• What to produce: Write out the entries again. Match each one exactly.

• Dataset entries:

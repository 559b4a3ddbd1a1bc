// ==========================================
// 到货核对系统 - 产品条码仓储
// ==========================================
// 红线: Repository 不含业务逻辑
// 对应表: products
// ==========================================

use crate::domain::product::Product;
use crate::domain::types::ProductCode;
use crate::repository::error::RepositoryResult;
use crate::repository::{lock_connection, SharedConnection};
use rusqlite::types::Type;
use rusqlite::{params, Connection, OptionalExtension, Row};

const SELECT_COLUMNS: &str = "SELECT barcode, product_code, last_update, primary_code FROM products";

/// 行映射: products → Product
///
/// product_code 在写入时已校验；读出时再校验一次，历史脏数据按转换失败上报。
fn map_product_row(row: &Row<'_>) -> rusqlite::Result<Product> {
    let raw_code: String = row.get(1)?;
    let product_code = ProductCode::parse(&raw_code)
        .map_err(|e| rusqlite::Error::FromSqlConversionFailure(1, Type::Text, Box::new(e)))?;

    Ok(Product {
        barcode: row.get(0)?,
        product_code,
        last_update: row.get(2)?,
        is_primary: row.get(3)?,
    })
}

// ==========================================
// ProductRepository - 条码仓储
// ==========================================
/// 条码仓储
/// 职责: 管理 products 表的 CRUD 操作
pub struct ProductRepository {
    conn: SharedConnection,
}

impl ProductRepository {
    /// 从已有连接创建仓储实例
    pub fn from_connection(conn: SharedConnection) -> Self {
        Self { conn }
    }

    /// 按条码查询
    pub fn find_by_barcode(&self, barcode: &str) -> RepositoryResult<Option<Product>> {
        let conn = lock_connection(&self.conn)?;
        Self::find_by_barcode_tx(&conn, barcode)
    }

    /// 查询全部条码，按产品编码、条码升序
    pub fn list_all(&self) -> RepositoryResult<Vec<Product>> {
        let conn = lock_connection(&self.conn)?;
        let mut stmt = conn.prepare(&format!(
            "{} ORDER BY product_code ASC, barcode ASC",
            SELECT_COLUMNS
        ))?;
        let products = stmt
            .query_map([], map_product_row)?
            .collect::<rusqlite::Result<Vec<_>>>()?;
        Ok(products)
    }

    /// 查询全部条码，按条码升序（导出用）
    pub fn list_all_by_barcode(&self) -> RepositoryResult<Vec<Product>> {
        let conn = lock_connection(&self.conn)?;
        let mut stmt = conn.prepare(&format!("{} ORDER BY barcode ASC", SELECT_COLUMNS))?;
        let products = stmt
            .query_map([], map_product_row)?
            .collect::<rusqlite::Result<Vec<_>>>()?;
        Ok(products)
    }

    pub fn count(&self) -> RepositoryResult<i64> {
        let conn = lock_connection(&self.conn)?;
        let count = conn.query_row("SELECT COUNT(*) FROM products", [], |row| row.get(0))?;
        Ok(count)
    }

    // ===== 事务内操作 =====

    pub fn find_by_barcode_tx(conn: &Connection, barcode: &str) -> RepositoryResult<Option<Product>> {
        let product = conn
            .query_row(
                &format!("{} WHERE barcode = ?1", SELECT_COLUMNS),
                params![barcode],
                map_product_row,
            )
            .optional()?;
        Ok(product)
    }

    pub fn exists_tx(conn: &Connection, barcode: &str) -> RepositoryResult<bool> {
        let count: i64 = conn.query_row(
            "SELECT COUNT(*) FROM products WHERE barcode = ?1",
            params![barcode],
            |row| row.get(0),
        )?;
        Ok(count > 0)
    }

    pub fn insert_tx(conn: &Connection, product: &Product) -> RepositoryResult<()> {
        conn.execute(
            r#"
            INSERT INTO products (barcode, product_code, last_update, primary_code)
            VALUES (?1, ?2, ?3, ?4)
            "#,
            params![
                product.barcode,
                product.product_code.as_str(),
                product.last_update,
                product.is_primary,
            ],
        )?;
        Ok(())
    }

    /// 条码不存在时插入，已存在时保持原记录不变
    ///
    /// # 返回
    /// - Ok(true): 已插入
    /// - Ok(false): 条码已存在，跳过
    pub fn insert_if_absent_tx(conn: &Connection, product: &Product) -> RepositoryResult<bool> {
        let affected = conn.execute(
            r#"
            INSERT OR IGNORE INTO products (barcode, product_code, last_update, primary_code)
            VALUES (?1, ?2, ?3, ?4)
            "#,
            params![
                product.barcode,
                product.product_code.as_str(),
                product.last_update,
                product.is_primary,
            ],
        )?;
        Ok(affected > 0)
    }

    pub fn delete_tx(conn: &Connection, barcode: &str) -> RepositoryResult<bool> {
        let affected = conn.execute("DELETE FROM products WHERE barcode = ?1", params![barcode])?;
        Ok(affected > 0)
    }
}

• Output of the task:
repository 559b4a3ddbd1a1bc
// ==========================================
// 到货核对系统 - 产品条码仓储
// ==========================================
// 红线: Repository 不含业务逻辑
// 对应表: products
// ==========================================

use crate::domain::product::Product;
use crate::domain::types::ProductCode;
use crate::repository::error::RepositoryResult;
use crate::repository::{lock_connection, SharedConnection};
use rusqlite::types::Type;
use rusqlite::{params, Connection, OptionalExtension, Row};

const SELECT_COLUMNS: &str = "SELECT barcode, product_code, last_update, primary_code FROM products";

/// 行映射: products → Product
///
/// product_code 在写入时已校验；读出时再校验一次，历史脏数据按转换失败上报。
fn map_product_row(row: &Row<'_>) -> rusqlite::Result<Product> {
    let raw_code: String = row.get(1)?;
    let product_code = ProductCode::parse(&raw_code)
        .map_err(|e| rusqlite::Error::FromSqlConversionFailure(1, Type::Text, Box::new(e)))?;

    Ok(Product {
        barcode: row.get(0)?,
        product_code,
        last_update: row.get(2)?,
        is_primary: row.get(3)?,
    })
}

// ==========================================
// ProductRepository - 条码仓储
// ==========================================
/// 条码仓储
/// 职责: 管理 products 表的 CRUD 操作
pub struct ProductRepository {
    conn: SharedConnection,
}

impl ProductRepository {
    /// 从已有连接创建仓储实例
    pub fn from_connection(conn: SharedConnection) -> Self {
        Self { conn }
    }

    /// 按条码查询
    pub fn find_by_barcode(&self, barcode: &str) -> RepositoryResult<Option<Product>> {
        let conn = lock_connection(&self.conn)?;
        Self::find_by_barcode_tx(&conn, barcode)
    }

    /// 查询全部条码，按产品编码、条码升序
    pub fn list_all(&self) -> RepositoryResult<Vec<Product>> {
        let conn = lock_connection(&self.conn)?;
        let mut stmt = conn.prepare(&format!(
            "{} ORDER BY product_code ASC, barcode ASC",
            SELECT_COLUMNS
        ))?;
        let products = stmt
            .query_map([], map_product_row)?
            .collect::<rusqlite::Result<Vec<_>>>()?;
        Ok(products)
    }

    /// 查询全部条码，按条码升序（导出用）
    pub fn list_all_by_barcode(&self) -> RepositoryResult<Vec<Product>> {
        let conn = lock_connection(&self.conn)?;
        let mut stmt = conn.prepare(&format!("{} ORDER BY barcode ASC", SELECT_COLUMNS))?;
        let products = stmt
            .query_map([], map_product_row)?
            .collect::<rusqlite::Result<Vec<_>>>()?;
        Ok(products)
    }

    pub fn count(&self) -> RepositoryResult<i64> {
        let conn = lock_connection(&self.conn)?;
        let count = conn.query_row("SELECT COUNT(*) FROM products", [], |row| row.get(0))?;
        Ok(count)
    }

    // ===== 事务内操作 =====

    pub fn find_by_barcode_tx(conn: &Connection, barcode: &str) -> RepositoryResult<Option<Product>> {
        let product = conn
            .query_row(
                &format!("{} WHERE barcode = ?1", SELECT_COLUMNS),
                params![barcode],
                map_product_row,
            )
            .optional()?;
        Ok(product)
    }

    pub fn exists_tx(conn: &Connection, barcode: &str) -> RepositoryResult<bool> {
        let count: i64 = conn.query_row(
            "SELECT COUNT(*) FROM products WHERE barcode = ?1",
            params![barcode],
            |row| row.get(0),
        )?;
        Ok(count > 0)
    }

    pub fn insert_tx(conn: &Connection, product: &Product) -> RepositoryResult<()> {
        conn.execute(
            r#"
            INSERT INTO products (barcode, product_code, last_update, primary_code)
            VALUES (?1, ?2, ?3, ?4)
            "#,
            params![
                product.barcode,
                product.product_code.as_str(),
                product.last_update,
                product.is_primary,
            ],
        )?;
        Ok(())
    }

    /// 条码不存在时插入，已存在时保持原记录不变
    ///
    /// # 返回
    /// - Ok(true): 已插入
    /// - Ok(false): 条码已存在，跳过
    pub fn insert_if_absent_tx(conn: &Connection, product: &Product) -> RepositoryResult<bool> {
        let affected = conn.execute(
            r#"
            INSERT OR IGNORE INTO products (barcode, product_code, last_update, primary_code)
            VALUES (?1, ?2, ?3, ?4)
            "#,
            params![
                product.barcode,
                product.product_code.as_str(),
                product.last_update,
                product.is_primary,
            ],
        )?;
        Ok(affected > 0)
    }

    pub fn delete_tx(conn: &Connection, barcode: &str) -> RepositoryResult<bool> {
        let affected = conn.execute("DELETE FROM products WHERE barcode = ?1", params![barcode])?;
        Ok(affected > 0)
    }
}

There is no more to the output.